• [The problem]: The lines you return should be those containing the string "evicted", taken from the data below.

───── The records ─────

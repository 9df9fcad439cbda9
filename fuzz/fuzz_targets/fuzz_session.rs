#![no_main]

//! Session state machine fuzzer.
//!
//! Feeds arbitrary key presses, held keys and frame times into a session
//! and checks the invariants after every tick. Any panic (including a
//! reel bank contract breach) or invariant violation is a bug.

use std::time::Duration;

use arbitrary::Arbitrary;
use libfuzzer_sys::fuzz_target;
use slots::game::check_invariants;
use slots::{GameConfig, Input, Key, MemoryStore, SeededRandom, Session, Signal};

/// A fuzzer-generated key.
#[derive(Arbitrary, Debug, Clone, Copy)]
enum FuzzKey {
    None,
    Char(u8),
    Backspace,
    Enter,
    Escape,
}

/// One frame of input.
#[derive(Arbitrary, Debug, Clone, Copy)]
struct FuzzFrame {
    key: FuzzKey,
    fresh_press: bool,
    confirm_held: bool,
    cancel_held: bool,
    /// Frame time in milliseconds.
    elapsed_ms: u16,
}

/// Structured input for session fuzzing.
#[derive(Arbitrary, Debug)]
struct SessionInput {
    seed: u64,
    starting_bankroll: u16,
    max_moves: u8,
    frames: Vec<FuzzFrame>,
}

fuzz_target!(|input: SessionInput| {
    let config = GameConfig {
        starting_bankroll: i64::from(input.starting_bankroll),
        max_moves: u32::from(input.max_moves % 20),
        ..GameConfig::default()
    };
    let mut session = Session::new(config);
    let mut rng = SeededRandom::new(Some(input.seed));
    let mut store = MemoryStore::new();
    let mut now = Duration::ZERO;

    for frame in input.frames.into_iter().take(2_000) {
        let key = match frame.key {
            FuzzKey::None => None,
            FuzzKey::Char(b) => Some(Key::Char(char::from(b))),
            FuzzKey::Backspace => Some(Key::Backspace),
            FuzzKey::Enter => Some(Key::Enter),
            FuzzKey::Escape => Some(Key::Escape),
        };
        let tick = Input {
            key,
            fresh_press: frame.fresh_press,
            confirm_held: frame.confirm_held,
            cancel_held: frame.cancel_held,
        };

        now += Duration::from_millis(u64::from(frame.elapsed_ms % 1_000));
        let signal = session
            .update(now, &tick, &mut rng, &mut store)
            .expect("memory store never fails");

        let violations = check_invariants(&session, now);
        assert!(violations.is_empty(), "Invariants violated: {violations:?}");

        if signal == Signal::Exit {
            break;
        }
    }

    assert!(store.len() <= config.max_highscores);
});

─────
───── The records ─────

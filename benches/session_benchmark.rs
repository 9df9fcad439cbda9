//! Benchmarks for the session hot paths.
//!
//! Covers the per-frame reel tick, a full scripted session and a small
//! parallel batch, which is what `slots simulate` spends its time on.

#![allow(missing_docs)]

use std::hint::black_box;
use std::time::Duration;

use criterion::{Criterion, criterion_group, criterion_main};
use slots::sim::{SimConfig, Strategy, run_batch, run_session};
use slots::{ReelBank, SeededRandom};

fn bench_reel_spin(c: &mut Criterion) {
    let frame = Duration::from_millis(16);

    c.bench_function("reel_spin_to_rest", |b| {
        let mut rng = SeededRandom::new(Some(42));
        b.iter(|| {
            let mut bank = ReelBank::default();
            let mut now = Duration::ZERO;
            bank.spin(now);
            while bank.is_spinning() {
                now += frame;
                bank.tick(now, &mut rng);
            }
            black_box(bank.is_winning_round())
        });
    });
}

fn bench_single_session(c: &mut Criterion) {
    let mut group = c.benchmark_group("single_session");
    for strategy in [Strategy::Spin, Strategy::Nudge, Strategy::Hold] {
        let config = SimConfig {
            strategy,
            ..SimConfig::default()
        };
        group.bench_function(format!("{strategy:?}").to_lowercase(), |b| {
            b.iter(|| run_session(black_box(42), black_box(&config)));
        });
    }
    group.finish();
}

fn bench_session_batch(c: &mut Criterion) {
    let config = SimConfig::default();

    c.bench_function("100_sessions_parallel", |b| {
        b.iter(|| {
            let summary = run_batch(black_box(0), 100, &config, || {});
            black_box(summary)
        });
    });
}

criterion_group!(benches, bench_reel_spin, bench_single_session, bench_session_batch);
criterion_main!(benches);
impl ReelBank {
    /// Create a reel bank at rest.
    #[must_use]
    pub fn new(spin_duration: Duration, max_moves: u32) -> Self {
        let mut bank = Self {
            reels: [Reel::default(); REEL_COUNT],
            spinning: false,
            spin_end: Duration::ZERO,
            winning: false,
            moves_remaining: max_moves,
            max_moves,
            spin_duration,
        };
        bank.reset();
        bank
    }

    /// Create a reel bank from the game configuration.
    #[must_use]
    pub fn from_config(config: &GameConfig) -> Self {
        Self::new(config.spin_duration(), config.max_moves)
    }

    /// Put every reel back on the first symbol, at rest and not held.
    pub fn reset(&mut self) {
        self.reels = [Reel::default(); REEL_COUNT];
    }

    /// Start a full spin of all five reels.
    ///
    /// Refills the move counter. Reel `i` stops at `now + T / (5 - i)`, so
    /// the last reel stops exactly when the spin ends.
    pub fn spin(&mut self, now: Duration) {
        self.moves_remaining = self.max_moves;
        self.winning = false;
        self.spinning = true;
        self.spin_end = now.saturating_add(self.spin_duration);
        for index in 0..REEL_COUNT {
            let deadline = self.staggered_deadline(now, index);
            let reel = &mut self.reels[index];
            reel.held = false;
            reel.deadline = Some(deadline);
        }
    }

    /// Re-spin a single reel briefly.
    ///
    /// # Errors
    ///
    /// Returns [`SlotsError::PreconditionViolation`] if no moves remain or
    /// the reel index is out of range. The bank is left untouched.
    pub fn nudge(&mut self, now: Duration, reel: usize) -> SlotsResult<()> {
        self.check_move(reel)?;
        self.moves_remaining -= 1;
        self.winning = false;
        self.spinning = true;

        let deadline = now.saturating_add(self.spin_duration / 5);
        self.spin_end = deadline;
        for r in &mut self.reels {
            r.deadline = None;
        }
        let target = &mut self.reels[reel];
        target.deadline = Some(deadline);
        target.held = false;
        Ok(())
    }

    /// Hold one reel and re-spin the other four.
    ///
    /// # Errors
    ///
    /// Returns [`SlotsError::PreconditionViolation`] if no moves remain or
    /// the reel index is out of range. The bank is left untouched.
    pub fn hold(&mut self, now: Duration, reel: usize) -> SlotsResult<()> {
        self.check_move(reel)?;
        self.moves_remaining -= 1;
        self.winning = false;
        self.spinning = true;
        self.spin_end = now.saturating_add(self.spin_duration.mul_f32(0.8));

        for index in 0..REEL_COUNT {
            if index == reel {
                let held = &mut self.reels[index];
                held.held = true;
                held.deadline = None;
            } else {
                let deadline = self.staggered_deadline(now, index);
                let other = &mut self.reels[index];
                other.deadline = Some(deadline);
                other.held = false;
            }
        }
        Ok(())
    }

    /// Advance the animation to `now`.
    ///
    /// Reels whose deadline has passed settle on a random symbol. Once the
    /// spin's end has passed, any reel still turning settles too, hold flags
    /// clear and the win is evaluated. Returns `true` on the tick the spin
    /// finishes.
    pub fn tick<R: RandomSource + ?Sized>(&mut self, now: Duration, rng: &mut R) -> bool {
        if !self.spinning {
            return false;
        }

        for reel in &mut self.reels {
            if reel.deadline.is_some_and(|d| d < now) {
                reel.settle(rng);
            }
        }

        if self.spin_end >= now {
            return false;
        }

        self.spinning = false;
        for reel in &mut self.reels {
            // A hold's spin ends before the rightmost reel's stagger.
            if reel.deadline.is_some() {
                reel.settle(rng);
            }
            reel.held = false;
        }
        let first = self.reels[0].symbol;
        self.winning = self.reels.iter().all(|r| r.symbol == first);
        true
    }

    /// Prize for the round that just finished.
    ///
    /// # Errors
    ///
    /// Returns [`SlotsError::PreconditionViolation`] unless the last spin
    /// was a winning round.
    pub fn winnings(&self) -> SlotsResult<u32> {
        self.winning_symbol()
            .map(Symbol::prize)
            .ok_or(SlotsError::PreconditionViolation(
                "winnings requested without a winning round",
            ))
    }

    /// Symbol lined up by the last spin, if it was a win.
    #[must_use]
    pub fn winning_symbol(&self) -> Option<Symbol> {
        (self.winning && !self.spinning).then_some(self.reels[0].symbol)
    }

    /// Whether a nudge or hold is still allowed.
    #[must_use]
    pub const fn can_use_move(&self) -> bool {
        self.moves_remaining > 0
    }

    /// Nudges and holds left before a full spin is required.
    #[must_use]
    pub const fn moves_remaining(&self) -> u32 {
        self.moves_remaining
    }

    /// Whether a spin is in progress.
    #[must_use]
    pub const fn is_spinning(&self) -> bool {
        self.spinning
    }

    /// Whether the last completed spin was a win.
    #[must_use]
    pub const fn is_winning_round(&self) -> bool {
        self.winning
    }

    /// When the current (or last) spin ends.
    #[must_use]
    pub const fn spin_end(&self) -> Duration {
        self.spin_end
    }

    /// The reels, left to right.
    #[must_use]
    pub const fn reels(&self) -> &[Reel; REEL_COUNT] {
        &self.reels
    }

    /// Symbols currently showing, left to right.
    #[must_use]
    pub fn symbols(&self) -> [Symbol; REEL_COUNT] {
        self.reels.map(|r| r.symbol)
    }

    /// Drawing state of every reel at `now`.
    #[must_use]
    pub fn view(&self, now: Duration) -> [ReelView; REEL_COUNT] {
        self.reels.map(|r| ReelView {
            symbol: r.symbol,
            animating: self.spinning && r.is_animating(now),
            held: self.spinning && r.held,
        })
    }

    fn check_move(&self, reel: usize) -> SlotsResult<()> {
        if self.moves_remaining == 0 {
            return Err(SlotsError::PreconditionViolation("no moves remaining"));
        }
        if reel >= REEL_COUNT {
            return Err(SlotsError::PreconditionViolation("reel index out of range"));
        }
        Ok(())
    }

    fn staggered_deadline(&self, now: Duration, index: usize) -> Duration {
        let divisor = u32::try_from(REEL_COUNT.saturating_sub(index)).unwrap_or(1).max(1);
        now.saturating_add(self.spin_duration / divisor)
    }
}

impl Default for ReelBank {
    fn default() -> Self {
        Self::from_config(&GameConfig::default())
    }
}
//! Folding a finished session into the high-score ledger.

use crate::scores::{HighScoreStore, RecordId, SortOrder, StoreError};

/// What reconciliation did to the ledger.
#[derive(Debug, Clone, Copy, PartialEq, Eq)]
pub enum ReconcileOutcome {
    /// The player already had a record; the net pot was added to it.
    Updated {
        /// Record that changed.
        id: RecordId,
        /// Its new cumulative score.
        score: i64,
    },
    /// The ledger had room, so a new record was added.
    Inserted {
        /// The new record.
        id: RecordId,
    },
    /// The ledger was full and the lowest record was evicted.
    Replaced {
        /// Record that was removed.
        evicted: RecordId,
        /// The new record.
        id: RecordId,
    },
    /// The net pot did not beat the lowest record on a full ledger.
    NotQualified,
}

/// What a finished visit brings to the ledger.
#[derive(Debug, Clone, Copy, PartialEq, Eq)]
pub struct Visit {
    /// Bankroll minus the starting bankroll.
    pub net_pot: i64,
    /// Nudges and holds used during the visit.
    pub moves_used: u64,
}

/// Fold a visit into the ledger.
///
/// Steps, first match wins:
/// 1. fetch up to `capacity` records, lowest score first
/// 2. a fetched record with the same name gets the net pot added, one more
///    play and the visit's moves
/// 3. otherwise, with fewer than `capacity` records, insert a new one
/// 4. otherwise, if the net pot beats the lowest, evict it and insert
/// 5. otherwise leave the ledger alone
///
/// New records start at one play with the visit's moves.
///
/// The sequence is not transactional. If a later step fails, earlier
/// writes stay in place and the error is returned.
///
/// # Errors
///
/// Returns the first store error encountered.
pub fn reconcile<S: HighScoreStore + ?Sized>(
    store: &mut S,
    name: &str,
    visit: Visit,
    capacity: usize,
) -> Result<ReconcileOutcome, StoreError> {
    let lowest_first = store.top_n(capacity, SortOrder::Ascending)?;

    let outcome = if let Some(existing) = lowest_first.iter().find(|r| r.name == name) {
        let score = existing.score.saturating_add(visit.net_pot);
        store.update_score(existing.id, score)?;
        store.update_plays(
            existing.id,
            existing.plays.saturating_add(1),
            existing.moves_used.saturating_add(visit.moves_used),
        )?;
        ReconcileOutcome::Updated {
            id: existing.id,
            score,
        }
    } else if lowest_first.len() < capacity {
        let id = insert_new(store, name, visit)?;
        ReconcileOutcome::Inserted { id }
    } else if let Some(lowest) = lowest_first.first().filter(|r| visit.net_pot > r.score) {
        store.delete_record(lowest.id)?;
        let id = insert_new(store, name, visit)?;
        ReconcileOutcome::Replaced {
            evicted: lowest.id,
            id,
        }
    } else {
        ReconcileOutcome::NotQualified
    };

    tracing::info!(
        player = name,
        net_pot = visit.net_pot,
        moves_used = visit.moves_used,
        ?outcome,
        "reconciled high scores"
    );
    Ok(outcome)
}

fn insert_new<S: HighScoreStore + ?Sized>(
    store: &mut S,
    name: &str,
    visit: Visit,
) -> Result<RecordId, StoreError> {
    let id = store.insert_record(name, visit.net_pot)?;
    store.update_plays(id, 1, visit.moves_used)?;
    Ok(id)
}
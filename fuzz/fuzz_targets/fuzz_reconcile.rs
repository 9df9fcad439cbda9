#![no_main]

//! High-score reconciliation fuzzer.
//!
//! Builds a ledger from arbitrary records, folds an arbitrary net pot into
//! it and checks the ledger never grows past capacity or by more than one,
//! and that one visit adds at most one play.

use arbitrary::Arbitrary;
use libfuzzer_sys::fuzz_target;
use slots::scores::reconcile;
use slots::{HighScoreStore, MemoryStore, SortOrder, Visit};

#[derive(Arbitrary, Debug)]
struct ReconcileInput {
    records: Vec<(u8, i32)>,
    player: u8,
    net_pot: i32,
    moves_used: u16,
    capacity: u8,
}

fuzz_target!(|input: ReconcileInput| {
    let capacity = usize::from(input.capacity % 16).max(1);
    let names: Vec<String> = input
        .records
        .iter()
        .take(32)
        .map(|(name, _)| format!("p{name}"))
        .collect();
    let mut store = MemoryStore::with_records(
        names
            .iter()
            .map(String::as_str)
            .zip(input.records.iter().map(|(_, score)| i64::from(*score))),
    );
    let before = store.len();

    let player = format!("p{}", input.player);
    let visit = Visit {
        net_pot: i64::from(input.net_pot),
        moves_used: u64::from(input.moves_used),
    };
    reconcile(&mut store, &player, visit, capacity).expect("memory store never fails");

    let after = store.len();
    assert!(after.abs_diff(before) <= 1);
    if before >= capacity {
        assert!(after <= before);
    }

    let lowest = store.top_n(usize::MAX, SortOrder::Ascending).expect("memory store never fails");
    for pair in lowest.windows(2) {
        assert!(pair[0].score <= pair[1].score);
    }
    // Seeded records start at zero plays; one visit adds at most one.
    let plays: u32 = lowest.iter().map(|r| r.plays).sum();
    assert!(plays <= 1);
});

─────

• [Solution for this task]:
    /// The ledger was full and the lowest record was evicted.
        evicted: RecordId,
            evicted: lowest.id,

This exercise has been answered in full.